Exercise description.
Repeat the records. Leave nothing out.

Exercise materials.
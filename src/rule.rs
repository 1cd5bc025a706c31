//! Rule definition and metadata

use crate::diagnostic::{Diagnostic, Severity};
use crate::engine::EngineError;
use crate::environment::Environment;
use crate::syntax::SyntaxNode;
use serde::{Deserialize, Serialize};
use std::fmt;

/// Rule category for grouping related rules
#[derive(Debug, Clone, Copy, PartialEq, Eq, Hash, Serialize, Deserialize, Default)]
#[serde(rename_all = "lowercase")]
pub enum RuleCategory {
    /// Code that is definitely wrong or useless
    Correctness,
    /// Code that is likely wrong or suspicious
    Suspicious,
    /// Idiomatic and consistent style rules
    #[default]
    Style,
    /// Rules that improve runtime performance
    Perf,
}

impl fmt::Display for RuleCategory {
    fn fmt(&self, f: &mut fmt::Formatter<'_>) -> fmt::Result {
        match self {
            RuleCategory::Correctness => write!(f, "correctness"),
            RuleCategory::Suspicious => write!(f, "suspicious"),
            RuleCategory::Style => write!(f, "style"),
            RuleCategory::Perf => write!(f, "perf"),
        }
    }
}

impl std::str::FromStr for RuleCategory {
    type Err = String;

    fn from_str(s: &str) -> Result<Self, Self::Err> {
        match s.to_lowercase().as_str() {
            "correctness" => Ok(RuleCategory::Correctness),
            "suspicious" => Ok(RuleCategory::Suspicious),
            "style" => Ok(RuleCategory::Style),
            "perf" | "performance" => Ok(RuleCategory::Perf),
            _ => Err(format!("Unknown category: {}", s)),
        }
    }
}

/// What kind of fix a rule can offer
#[derive(Debug, Clone, Copy, PartialEq, Eq, Hash, Serialize, Deserialize, Default)]
#[serde(rename_all = "kebab-case")]
pub enum FixAvailability {
    /// Never offers a fix
    #[default]
    None,
    /// Fixes can be applied without review
    Automatic,
    /// Fixes, or their absence, need a person to look
    RequiresHumanAttention,
}

impl fmt::Display for FixAvailability {
    fn fmt(&self, f: &mut fmt::Formatter<'_>) -> fmt::Result {
        match self {
            FixAvailability::None => write!(f, "none"),
            FixAvailability::Automatic => write!(f, "automatic"),
            FixAvailability::RequiresHumanAttention => write!(f, "requires human attention"),
        }
    }
}

/// Static description of a rule
#[derive(Debug, Clone, Serialize, Deserialize)]
pub struct RuleInfo {
    /// Unique rule identifier (e.g., "math-round-int-long")
    pub id: String,

    /// Human-readable name
    #[serde(default)]
    pub name: Option<String>,

    /// One-line summary, also the default diagnostic message
    pub summary: String,

    /// Longer explanation for `--explain`
    #[serde(default)]
    pub explanation: Option<String>,

    /// Default severity level
    #[serde(default)]
    pub severity: Severity,

    #[serde(default)]
    pub category: RuleCategory,

    #[serde(default)]
    pub fix: FixAvailability,

    /// Documentation URL
    #[serde(default)]
    pub docs: Option<String>,

    /// Tags for categorization
    #[serde(default)]
    pub tags: Vec<String>,

    /// Example of code that violates this rule
    #[serde(default)]
    pub example_bad: Option<String>,

    /// Example of correct code
    #[serde(default)]
    pub example_good: Option<String>,
}

impl RuleInfo {
    /// Create rule metadata with minimal required fields
    pub fn new(id: &str, summary: &str) -> Self {
        Self {
            id: id.to_string(),
            name: None,
            summary: summary.to_string(),
            explanation: None,
            severity: Severity::Warning,
            category: RuleCategory::default(),
            fix: FixAvailability::default(),
            docs: None,
            tags: Vec::new(),
            example_bad: None,
            example_good: None,
        }
    }

    pub fn with_name(mut self, name: &str) -> Self {
        self.name = Some(name.to_string());
        self
    }

    pub fn with_explanation(mut self, explanation: &str) -> Self {
        self.explanation = Some(explanation.to_string());
        self
    }

    pub fn with_severity(mut self, severity: Severity) -> Self {
        self.severity = severity;
        self
    }

    pub fn with_category(mut self, category: RuleCategory) -> Self {
        self.category = category;
        self
    }

    pub fn with_fix(mut self, fix: FixAvailability) -> Self {
        self.fix = fix;
        self
    }

    pub fn with_tag(mut self, tag: &str) -> Self {
        self.tags.push(tag.to_string());
        self
    }

    pub fn with_docs(mut self, url: &str) -> Self {
        self.docs = Some(url.to_string());
        self
    }

    pub fn with_example_bad(mut self, example: &str) -> Self {
        self.example_bad = Some(example.to_string());
        self
    }

    pub fn with_example_good(mut self, example: &str) -> Self {
        self.example_good = Some(example.to_string());
        self
    }

    pub fn has_tag(&self, tag: &str) -> bool {
        self.tags.iter().any(|t| t == tag)
    }
}

/// A call-site rule.
///
/// `check` sees one node at a time and keeps nothing between calls.
/// `Ok(None)` is the normal "does not apply" answer; `Err` means the rule's
/// own logic is broken.
pub trait Rule: Send + Sync {
    fn info(&self) -> &RuleInfo;

    fn check(
        &self,
        node: &dyn SyntaxNode,
        env: &dyn Environment,
    ) -> Result<Option<Diagnostic>, EngineError>;

    fn id(&self) -> &str {
        &self.info().id
    }
}

#[cfg(test)]
mod tests {
    use super::*;

    #[test]
    fn test_rule_info_builder() {
        let info = RuleInfo::new("test", "summary")
            .with_severity(Severity::Error)
            .with_category(RuleCategory::Correctness)
            .with_fix(FixAvailability::Automatic)
            .with_tag("numeric")
            .with_docs("https://example.com");

        assert_eq!(info.severity, Severity::Error);
        assert_eq!(info.category, RuleCategory::Correctness);
        assert_eq!(info.fix, FixAvailability::Automatic);
        assert!(info.has_tag("numeric"));
        assert!(!info.has_tag("style"));
        assert_eq!(info.docs, Some("https://example.com".to_string()));
    }

    #[test]
    fn test_category_from_str() {
        assert_eq!("performance".parse::<RuleCategory>(), Ok(RuleCategory::Perf));
        assert!("nursery".parse::<RuleCategory>().is_err());
    }

    #[test]
    fn test_rule_info_serialize() {
        let info = RuleInfo::new("r", "s").with_fix(FixAvailability::RequiresHumanAttention);
        let json = serde_json::to_string(&info).unwrap();
        assert!(json.contains("\"fix\":\"requires-human-attention\""));
        assert!(json.contains("\"severity\":\"warning\""));
    }
}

Task result.
filename src/rule.rs
repository 1cd5bc025a706c31
//! Rule definition and metadata

use crate::diagnostic::{Diagnostic, Severity};
use crate::engine::EngineError;
use crate::environment::Environment;
use crate::syntax::SyntaxNode;
use serde::{Deserialize, Serialize};
use std::fmt;

/// Rule category for grouping related rules
#[derive(Debug, Clone, Copy, PartialEq, Eq, Hash, Serialize, Deserialize, Default)]
#[serde(rename_all = "lowercase")]
pub enum RuleCategory {
    /// Code that is definitely wrong or useless
    Correctness,
    /// Code that is likely wrong or suspicious
    Suspicious,
    /// Idiomatic and consistent style rules
    #[default]
    Style,
    /// Rules that improve runtime performance
    Perf,
}

impl fmt::Display for RuleCategory {
    fn fmt(&self, f: &mut fmt::Formatter<'_>) -> fmt::Result {
        match self {
            RuleCategory::Correctness => write!(f, "correctness"),
            RuleCategory::Suspicious => write!(f, "suspicious"),
            RuleCategory::Style => write!(f, "style"),
            RuleCategory::Perf => write!(f, "perf"),
        }
    }
}

impl std::str::FromStr for RuleCategory {
    type Err = String;

    fn from_str(s: &str) -> Result<Self, Self::Err> {
        match s.to_lowercase().as_str() {
            "correctness" => Ok(RuleCategory::Correctness),
            "suspicious" => Ok(RuleCategory::Suspicious),
            "style" => Ok(RuleCategory::Style),
            "perf" | "performance" => Ok(RuleCategory::Perf),
            _ => Err(format!("Unknown category: {}", s)),
        }
    }
}

/// What kind of fix a rule can offer
#[derive(Debug, Clone, Copy, PartialEq, Eq, Hash, Serialize, Deserialize, Default)]
#[serde(rename_all = "kebab-case")]
pub enum FixAvailability {
    /// Never offers a fix
    #[default]
    None,
    /// Fixes can be applied without review
    Automatic,
    /// Fixes, or their absence, need a person to look
    RequiresHumanAttention,
}

impl fmt::Display for FixAvailability {
    fn fmt(&self, f: &mut fmt::Formatter<'_>) -> fmt::Result {
        match self {
            FixAvailability::None => write!(f, "none"),
            FixAvailability::Automatic => write!(f, "automatic"),
            FixAvailability::RequiresHumanAttention => write!(f, "requires human attention"),
        }
    }
}

/// Static description of a rule
#[derive(Debug, Clone, Serialize, Deserialize)]
pub struct RuleInfo {
    /// Unique rule identifier (e.g., "math-round-int-long")
    pub id: String,

    /// Human-readable name
    #[serde(default)]
    pub name: Option<String>,

    /// One-line summary, also the default diagnostic message
    pub summary: String,

    /// Longer explanation for `--explain`
    #[serde(default)]
    pub explanation: Option<String>,

    /// Default severity level
    #[serde(default)]
    pub severity: Severity,

    #[serde(default)]
    pub category: RuleCategory,

    #[serde(default)]
    pub fix: FixAvailability,

    /// Documentation URL
    #[serde(default)]
    pub docs: Option<String>,

    /// Tags for categorization
    #[serde(default)]
    pub tags: Vec<String>,

    /// Example of code that violates this rule
    #[serde(default)]
    pub example_bad: Option<String>,

    /// Example of correct code
    #[serde(default)]
    pub example_good: Option<String>,
}

impl RuleInfo {
    /// Create rule metadata with minimal required fields
    pub fn new(id: &str, summary: &str) -> Self {
        Self {
            id: id.to_string(),
            name: None,
            summary: summary.to_string(),
            explanation: None,
            severity: Severity::Warning,
            category: RuleCategory::default(),
            fix: FixAvailability::default(),
            docs: None,
            tags: Vec::new(),
            example_bad: None,
            example_good: None,
        }
    }

    pub fn with_name(mut self, name: &str) -> Self {
        self.name = Some(name.to_string());
        self
    }

    pub fn with_explanation(mut self, explanation: &str) -> Self {
        self.explanation = Some(explanation.to_string());
        self
    }

    pub fn with_severity(mut self, severity: Severity) -> Self {
        self.severity = severity;
        self
    }

    pub fn with_category(mut self, category: RuleCategory) -> Self {
        self.category = category;
        self
    }

    pub fn with_fix(mut self, fix: FixAvailability) -> Self {
        self.fix = fix;
        self
    }

    pub fn with_tag(mut self, tag: &str) -> Self {
        self.tags.push(tag.to_string());
        self
    }

    pub fn with_docs(mut self, url: &str) -> Self {
        self.docs = Some(url.to_string());
        self
    }

    pub fn with_example_bad(mut self, example: &str) -> Self {
        self.example_bad = Some(example.to_string());
        self
    }

    pub fn with_example_good(mut self, example: &str) -> Self {
        self.example_good = Some(example.to_string());
        self
    }

    pub fn has_tag(&self, tag: &str) -> bool {
        self.tags.iter().any(|t| t == tag)
    }
}

/// A call-site rule.
///
/// `check` sees one node at a time and keeps nothing between calls.
/// `Ok(None)` is the normal "does not apply" answer; `Err` means the rule's
/// own logic is broken.
pub trait Rule: Send + Sync {
    fn info(&self) -> &RuleInfo;

    fn check(
        &self,
        node: &dyn SyntaxNode,
        env: &dyn Environment,
    ) -> Result<Option<Diagnostic>, EngineError>;

    fn id(&self) -> &str {
        &self.info().id
    }
}

#[cfg(test)]
mod tests {
    use super::*;

    #[test]
    fn test_rule_info_builder() {
        let info = RuleInfo::new("test", "summary")
            .with_severity(Severity::Error)
            .with_category(RuleCategory::Correctness)
            .with_fix(FixAvailability::Automatic)
            .with_tag("numeric")
            .with_docs("https://example.com");

        assert_eq!(info.severity, Severity::Error);
        assert_eq!(info.category, RuleCategory::Correctness);
        assert_eq!(info.fix, FixAvailability::Automatic);
        assert!(info.has_tag("numeric"));
        assert!(!info.has_tag("style"));
        assert_eq!(info.docs, Some("https://example.com".to_string()));
    }

    #[test]
    fn test_category_from_str() {
        assert_eq!("performance".parse::<RuleCategory>(), Ok(RuleCategory::Perf));
        assert!("nursery".parse::<RuleCategory>().is_err());
    }

    #[test]
    fn test_rule_info_serialize() {
        let info = RuleInfo::new("r", "s").with_fix(FixAvailability::RequiresHumanAttention);
        let json = serde_json::to_string(&info).unwrap();
        assert!(json.contains("\"fix\":\"requires-human-attention\""));
        assert!(json.contains("\"severity\":\"warning\""));
    }
}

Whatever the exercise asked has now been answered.